The numbers differ microscopically according to who’s doing the polling, but the verdict is quite consistent. Nearly 80 percent of Americans own (and presumably use) smartphones.
Of course The Outline, a digital media company that bills itself as “focused on power, culture and the future,” proclaimed earlier this year on its website that old-school flip phones are “this year’s hottest cultural trend.” It detailed how some people are seeking to make a socio-political protest statement — at least one described it as an effort to “keep a shred more of my sanity” — by ditching their smartphones, while others (actor Daniel Day-Lewis and famous person Kim Kardashian-West were singled out) just want to “look cool.”

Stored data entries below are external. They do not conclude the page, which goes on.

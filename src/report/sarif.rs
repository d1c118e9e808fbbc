use super::emit;
use crate::analysis::{DependencyReport, FindingKind, Severity};
use miette::{IntoDiagnostic, Result};
use serde::Serialize;
use std::path::PathBuf;

/// SARIF reporter for CI/CD integration (GitHub, Azure DevOps, etc.)
pub struct SarifReporter {
    output_path: Option<PathBuf>,
}

impl SarifReporter {
    pub fn new(output_path: Option<PathBuf>) -> Self {
        Self { output_path }
    }

    pub fn report(&self, report: &DependencyReport) -> Result<()> {
        let json = self.render(report)?;
        emit(&json, self.output_path.as_deref(), "SARIF report")
    }

    pub fn render(&self, report: &DependencyReport) -> Result<String> {
        serde_json::to_string_pretty(&SarifReport::from_report(report)).into_diagnostic()
    }
}

/// SARIF 2.1.0 format
#[derive(Serialize)]
struct SarifReport {
    #[serde(rename = "$schema")]
    schema: &'static str,
    version: &'static str,
    runs: Vec<SarifRun>,
}

#[derive(Serialize)]
struct SarifRun {
    tool: SarifTool,
    results: Vec<SarifResult>,
}

#[derive(Serialize)]
struct SarifTool {
    driver: SarifDriver,
}

#[derive(Serialize)]
struct SarifDriver {
    name: &'static str,
    version: &'static str,
    rules: Vec<SarifRule>,
}

#[derive(Serialize)]
struct SarifRule {
    id: &'static str,
    name: &'static str,
    #[serde(rename = "shortDescription")]
    short_description: SarifMessage,
    #[serde(rename = "defaultConfiguration")]
    default_configuration: SarifConfiguration,
}

#[derive(Serialize)]
struct SarifConfiguration {
    level: &'static str,
}

#[derive(Serialize)]
struct SarifResult {
    #[serde(rename = "ruleId")]
    rule_id: &'static str,
    level: &'static str,
    message: SarifMessage,
    #[serde(skip_serializing_if = "Vec::is_empty")]
    locations: Vec<SarifLocation>,
    #[serde(rename = "partialFingerprints")]
    partial_fingerprints: SarifFingerprints,
}

#[derive(Serialize)]
struct SarifMessage {
    text: String,
}

#[derive(Serialize)]
struct SarifLocation {
    #[serde(rename = "physicalLocation")]
    physical_location: SarifPhysicalLocation,
}

#[derive(Serialize)]
struct SarifPhysicalLocation {
    #[serde(rename = "artifactLocation")]
    artifact_location: SarifArtifactLocation,
}

#[derive(Serialize)]
struct SarifArtifactLocation {
    uri: String,
}

#[derive(Serialize)]
struct SarifFingerprints {
    dependency: String,
}

fn sarif_level(severity: Severity) -> &'static str {
    match severity {
        Severity::Error => "error",
        Severity::Warning => "warning",
        Severity::Info => "note",
    }
}

impl SarifReport {
    fn from_report(report: &DependencyReport) -> Self {
        let rules = [
            (FindingKind::UnusedDirect, "unused-dependency", "Declared dependency is never used"),
            (
                FindingKind::UsedUndeclared,
                "undeclared-dependency",
                "Dependency is used directly but only declared transitively",
            ),
            (
                FindingKind::ApiCouldBeImplementation,
                "api-could-be-implementation",
                "Api dependency is not exposed to consumers",
            ),
            (
                FindingKind::ImplementationShouldBeApi,
                "implementation-should-be-api",
                "Implementation dependency is exposed to consumers",
            ),
        ]
        .into_iter()
        .map(|(kind, name, description)| SarifRule {
            id: kind.code(),
            name,
            short_description: SarifMessage {
                text: description.to_string(),
            },
            default_configuration: SarifConfiguration {
                level: sarif_level(kind.default_severity()),
            },
        })
        .collect();

        let results: Vec<SarifResult> = report
            .findings
            .iter()
            .map(|finding| SarifResult {
                rule_id: finding.kind.code(),
                level: sarif_level(finding.severity),
                message: SarifMessage {
                    text: finding.message.clone(),
                },
                locations: finding
                    .artifacts
                    .iter()
                    .map(|artifact| SarifLocation {
                        physical_location: SarifPhysicalLocation {
                            artifact_location: SarifArtifactLocation {
                                uri: artifact.as_str().replace('\\', "/"),
                            },
                        },
                    })
                    .collect(),
                partial_fingerprints: SarifFingerprints {
                    dependency: finding.dependency.as_str().to_string(),
                },
            })
            .collect();

        SarifReport {
            schema: "https://raw.githubusercontent.com/oasis-tcs/sarif-spec/master/Schemata/sarif-schema-2.1.0.json",
            version: "2.1.0",
            runs: vec![SarifRun {
                tool: SarifTool {
                    driver: SarifDriver {
                        name: "depusage",
                        version: env!("CARGO_PKG_VERSION"),
                        rules,
                    },
                },
                results,
            }],
        }
    }
}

A lot of what we do now is aimed at smartphone users because of the initial percentage we cited and the fact that we’re a for-profit operation.
Still, we’ve had the same interactions with folks who get so lost in those little screens that their minds aren’t in any solar system receiving frequencies from Earth. So it’s hard not to offer at least a tiny “hooray” to people who buck the trend (although those of you who have clung stubbornly to your taped-together units from the last decade will eventually have to replace them with 4G models as carriers phase out 3G service).
The reason we’re addressing smartphones is that what essentially is Super Bowl Sunday in that world occurred this week when Apple had its annual unveiling of new products, including three iPhones, at its headquarters in Cupertino, California. (Hold your fire, Android users, we know you’re there, but Apple’s good at this particular P.R. moment.)
The one that’s drawn the most attention is the iPhone XS Max, which has a whopping 6.5-inch display and sells for an equally whopping price ($1,099 for a 64GB model that won’t hold the average elementary school student’s photos; it jumps to $1,249 for 256GB and $1,499 for 512GB).
The XS Max is 3.05 inches wide, 6.2 inches tall, .30 of an inch deep and weighs just 7.34 ounces, so it’s not like those inclined to shell out that much cash will wind up toting around a tablet. (The screen goes from edge to edge.)
Apple also is reacting to the ubiquity of smartphones that we cited (a survey by ReportLinker found that 75 percent of Americans never switch theirs off) and the reality that they’re used for far more than making phone calls (it’s still the No. 1 activity, according to the ReportLinker survey, but at just 37 percent).
The original iPhone had only a 3.5-inch screen, not suitable for streaming “Stranger Things” or a “Mission Impossible” flick.
As for the price — the other new iPhones aren’t cheap either, especially compared to Android alternatives — it’s a question of the bottom line. Even though Apple’s offerings still top the smartphone sales list and overall iPhone sales actually increased by 3 percent in the first quarter of this year, the company and investors are worried that things are flattening. So Apple hopes enough people will be captivated by the siren’s lure of “newer and flashier” so it can make a big score.
However, analysts believe that lure isn’t as strong anymore, and people have taken to leaving well enough alone and not upgrading their phones as often.
Smartphone users certainly are ardent. Perhaps they’re becoming a bit more choosy and much wiser shoppers.